Figure 5.

Structural characterization of the Nsk1–Dlc1 complex. (A) Coomassie blue staining of reconstituted Nsk1–Dlc1 complex. (B–D) Typical micrograph of negatively stained recombinant and purified Nsk1–Dlc1 (B), Dlc1 (C), and Nsk1 (D). Bars: (B) 50 nm; (C and D) 100 nm. (B, inset) Representative class mean of Nsk1–Dlc1 oligomers. The number of particles is shown in corner. The side length of the panel is 415 Å. (E–G) Nsk1-GFP was visualized in dlc1⁺ dhc1⁺, dlc1Δ, and dhc1Δ cells containing Sid4-RFP. (E) The percentage of interphase cells with detectable nucleolar Nsk1-GFP signal was determined in >100 cells of each strain from three occasions of growth. (F) Representative live-cell images of the indicated strains. dlc1Δ cells are outlined.
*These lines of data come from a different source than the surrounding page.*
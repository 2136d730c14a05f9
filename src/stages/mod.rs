//! Processing Stages
//!
//! Every stage implements [`Stage`]. The provided [`Stage::process`] carries
//! the shared contract so individual stages only implement [`Stage::handle`]:
//!
//! ```text
//! None input      -> None, nothing counted
//! Some(item)      -> processed += 1, then handle(item)
//! handle Ok(out)  -> out (None means "drop the item")
//! handle Err(f)   -> errors += 1, `error` event carrying f.item, None
//! ```
//!
//! A single bad observation therefore never aborts the pipeline. Only faults
//! returned as `Err` are absorbed; a panic inside a stage is not.
//!
//! ## Variants
//!
//! - `FilterProcessor`: predicate gate (drops)
//! - `TransformProcessor`: observation mapping, sync or async
//! - `AggregationProcessor`: windowed statistics, turns the item into an aggregate
//! - `AnomalyDetector`: z-score tap
//! - `TrendAnalyzer`: moving-average direction tap

mod aggregation;
mod anomaly;
mod filter;
mod transform;
mod trend;

pub use aggregation::AggregationProcessor;
pub use anomaly::AnomalyDetector;
pub use filter::FilterProcessor;
pub use transform::{TransformFn, TransformProcessor};
pub use trend::TrendAnalyzer;

use async_trait::async_trait;
use serde::Serialize;
use thiserror::Error;
use tracing::warn;

use crate::pipeline::EventEmitter;
use crate::types::{Event, Observation, PipelineItem, StageFailure};

// ============================================================================
// Error Types
// ============================================================================

/// Faults raised inside a stage. Always absorbed by [`Stage::process`].
#[derive(Debug, Error)]
pub enum StageError {
    #[error("predicate failed: {0}")]
    Predicate(String),

    #[error("transform failed: {0}")]
    Transform(String),

    #[error("transform changed observation id from {expected} to {actual}")]
    IdentityChanged { expected: String, actual: String },

    #[error("transform rewrote value or timestamp of observation {0}")]
    CoreFieldMutated(String),

    #[error("stage expects an observation, received {found}")]
    IncompatibleItem { found: &'static str },

    #[error("non-finite value {value} in observation {id}")]
    InvalidValue { id: String, value: f64 },
}

/// A stage fault together with the item that caused it.
///
/// `handle` hands the item back on failure so the `error` event can carry it
/// without copying every item up front.
#[derive(Debug)]
pub struct StageFault {
    pub error: StageError,
    pub item: PipelineItem,
}

impl StageFault {
    pub fn new(error: StageError, item: impl Into<PipelineItem>) -> Self {
        Self {
            error,
            item: item.into(),
        }
    }

    /// Unwrap an observation or report the item as incompatible.
    pub(crate) fn expect_observation(item: PipelineItem) -> Result<Observation, Self> {
        match item {
            PipelineItem::Observation(obs) => Ok(obs),
            other => Err(Self::new(
                StageError::IncompatibleItem {
                    found: other.kind_name(),
                },
                other,
            )),
        }
    }

    /// Reject NaN/infinite values before they reach a window.
    pub(crate) fn require_finite(obs: Observation) -> Result<Observation, Self> {
        if obs.is_valid() {
            Ok(obs)
        } else {
            let error = StageError::InvalidValue {
                id: obs.id.clone(),
                value: obs.value,
            };
            Err(Self::new(error, obs))
        }
    }
}

// ============================================================================
// Stage Statistics
// ============================================================================

/// Stage variant, reported in statistics snapshots.
#[derive(Debug, Clone, Copy, PartialEq, Eq, Serialize)]
#[serde(rename_all = "snake_case")]
pub enum StageKind {
    Filter,
    Transform,
    Aggregation,
    AnomalyDetect,
    TrendAnalyze,
}

impl std::fmt::Display for StageKind {
    fn fmt(&self, f: &mut std::fmt::Formatter<'_>) -> std::fmt::Result {
        match self {
            StageKind::Filter => write!(f, "Filter"),
            StageKind::Transform => write!(f, "Transform"),
            StageKind::Aggregation => write!(f, "Aggregation"),
            StageKind::AnomalyDetect => write!(f, "AnomalyDetect"),
            StageKind::TrendAnalyze => write!(f, "TrendAnalyze"),
        }
    }
}

/// Read-only snapshot of a stage's counters.
#[derive(Debug, Clone, PartialEq, Serialize)]
pub struct StageStats {
    pub name: String,
    pub kind: StageKind,
    /// Items the stage attempted (counted before work starts)
    pub processed: u64,
    /// Faults absorbed
    pub errors: u64,
    /// Items rejected by a filter predicate
    #[serde(skip_serializing_if = "Option::is_none")]
    pub filtered: Option<u64>,
    /// Anomalies flagged
    #[serde(skip_serializing_if = "Option::is_none")]
    pub anomalies: Option<u64>,
    /// `anomalies / processed * 100`
    #[serde(skip_serializing_if = "Option::is_none")]
    pub anomaly_rate: Option<f64>,
}

impl std::fmt::Display for StageStats {
    fn fmt(&self, f: &mut std::fmt::Formatter<'_>) -> std::fmt::Result {
        write!(
            f,
            "{} ({}): {} processed, {} errors",
            self.name, self.kind, self.processed, self.errors
        )?;
        if let Some(filtered) = self.filtered {
            write!(f, ", {} filtered", filtered)?;
        }
        if let (Some(anomalies), Some(rate)) = (self.anomalies, self.anomaly_rate) {
            write!(f, ", {} anomalies ({:.2}%)", anomalies, rate)?;
        }
        Ok(())
    }
}

// ============================================================================
// Stage Core
// ============================================================================

/// State every stage carries: identity, base counters and its own emitter.
pub struct StageCore {
    name: String,
    kind: StageKind,
    processed: u64,
    errors: u64,
    events: EventEmitter,
}

impl StageCore {
    pub fn new(name: impl Into<String>, kind: StageKind) -> Self {
        Self {
            name: name.into(),
            kind,
            processed: 0,
            errors: 0,
            events: EventEmitter::new(),
        }
    }

    pub fn name(&self) -> &str {
        &self.name
    }

    pub fn kind(&self) -> StageKind {
        self.kind
    }

    pub fn processed(&self) -> u64 {
        self.processed
    }

    pub fn errors(&self) -> u64 {
        self.errors
    }

    pub fn events(&self) -> &EventEmitter {
        &self.events
    }

    /// Publish on this stage's emitter.
    pub fn emit(&self, event: &Event) {
        self.events.emit(event);
    }

    /// Base snapshot; variants fill in their extras.
    pub fn snapshot(&self) -> StageStats {
        StageStats {
            name: self.name.clone(),
            kind: self.kind,
            processed: self.processed,
            errors: self.errors,
            filtered: None,
            anomalies: None,
            anomaly_rate: None,
        }
    }

    fn record_attempt(&mut self) {
        self.processed += 1;
    }

    fn record_failure(&mut self, fault: StageFault) {
        self.errors += 1;
        warn!(stage = %self.name, error = %fault.error, "[Stage] Item dropped after fault");
        self.events.emit(&Event::Error(StageFailure {
            stage: self.name.clone(),
            error: fault.error.to_string(),
            observation: fault.item,
        }));
    }
}

// ============================================================================
// Stage Trait
// ============================================================================

/// One link in the processing chain.
#[async_trait]
pub trait Stage: Send {
    fn core(&self) -> &StageCore;

    fn core_mut(&mut self) -> &mut StageCore;

    /// Stage-specific work. `Ok(None)` drops the item; `Err` is absorbed by `process`.
    async fn handle(&mut self, item: PipelineItem) -> Result<Option<PipelineItem>, StageFault>;

    fn name(&self) -> &str {
        self.core().name()
    }

    /// Emitter other components subscribe to.
    fn events(&self) -> &EventEmitter {
        self.core().events()
    }

    /// Counters snapshot. Variants with extra counters override this.
    fn stats(&self) -> StageStats {
        self.core().snapshot()
    }

    /// Run the item through the stage under the shared counting/error policy.
    async fn process(&mut self, item: Option<PipelineItem>) -> Option<PipelineItem> {
        let item = item?;
        self.core_mut().record_attempt();

        match self.handle(item).await {
            Ok(out) => out,
            Err(fault) => {
                self.core_mut().record_failure(fault);
                None
            }
        }
    }
}

#[cfg(test)]
mod tests {
    use super::*;
    use std::sync::{Arc, Mutex};

    /// Stage that fails on negative values and passes everything else.
    struct Picky {
        core: StageCore,
    }

    #[async_trait]
    impl Stage for Picky {
        fn core(&self) -> &StageCore {
            &self.core
        }

        fn core_mut(&mut self) -> &mut StageCore {
            &mut self.core
        }

        async fn handle(
            &mut self,
            item: PipelineItem,
        ) -> Result<Option<PipelineItem>, StageFault> {
            let obs = StageFault::expect_observation(item)?;
            if obs.value < 0.0 {
                return Err(StageFault::new(
                    StageError::Predicate("negative".to_string()),
                    obs,
                ));
            }
            Ok(Some(obs.into()))
        }
    }

    fn picky() -> Picky {
        Picky {
            core: StageCore::new("picky", StageKind::Filter),
        }
    }

    #[tokio::test]
    async fn test_none_input_is_not_counted() {
        let mut stage = picky();
        assert!(stage.process(None).await.is_none());
        assert_eq!(stage.stats().processed, 0);
    }

    #[tokio::test]
    async fn test_attempt_counted_before_work() {
        let mut stage = picky();
        stage.process(Some(Observation::new(1.0).into())).await;
        stage.process(Some(Observation::new(-1.0).into())).await;
        let stats = stage.stats();
        assert_eq!(stats.processed, 2);
        assert_eq!(stats.errors, 1);
    }

    #[tokio::test]
    async fn test_failure_publishes_error_event() {
        let mut stage = picky();
        let seen = Arc::new(Mutex::new(Vec::new()));
        let sink = Arc::clone(&seen);
        stage.events().on(crate::types::EventKind::Error, move |event| {
            if let Event::Error(failure) = event {
                sink.lock().unwrap().push(failure.clone());
            }
        });

        let obs = Observation::new(-3.0);
        let id = obs.id.clone();
        assert!(stage.process(Some(obs.into())).await.is_none());

        let seen = seen.lock().unwrap();
        assert_eq!(seen.len(), 1);
        assert_eq!(seen[0].stage, "picky");
        assert!(seen[0].error.contains("negative"));
        assert_eq!(seen[0].observation.as_observation().unwrap().id, id);
    }

    #[tokio::test]
    async fn test_aggregate_input_is_incompatible() {
        let mut stage = picky();
        let agg = crate::types::AggregateSnapshot {
            count: 1,
            sum: 1.0,
            mean: 1.0,
            min: 1.0,
            max: 1.0,
            std_dev: 0.0,
            timestamp: chrono::Utc::now(),
        };
        let seen = Arc::new(Mutex::new(Vec::new()));
        let sink = Arc::clone(&seen);
        stage.events().on(crate::types::EventKind::Error, move |event| {
            if let Event::Error(failure) = event {
                sink.lock().unwrap().push(failure.observation.clone());
            }
        });

        assert!(stage.process(Some(agg.clone().into())).await.is_none());
        assert_eq!(stage.stats().errors, 1);
        assert_eq!(*seen.lock().unwrap(), vec![PipelineItem::Aggregate(agg)]);
    }

    #[test]
    fn test_stats_display() {
        let mut stats = StageCore::new("detector", StageKind::AnomalyDetect).snapshot();
        stats.processed = 200;
        stats.anomalies = Some(3);
        stats.anomaly_rate = Some(1.5);
        assert_eq!(
            stats.to_string(),
            "detector (AnomalyDetect): 200 processed, 0 errors, 3 anomalies (1.50%)"
        );
    }
}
Bar, 5 µm. (G) The percentage of mitotic cells, identified by the position and number of Sid4-RFP–marked SPBs with Nsk1 at kinetochores or on spindle, was determined in >50 cells of each strain from five occasions of growth. (H) Western blot of Nsk1-GFP immunoprecipitates (IP) from dlc1⁺ and dlc1Δ cells. Cdk1 levels in lysates used for immunoprecipitates are shown. IB, immunoblot. (A and H) Molecular mass is indicated in kilodaltons. (I) A model of Nsk1 function and regulation in chromosome segregation. See Result and discussion for details. KT, kinetochore.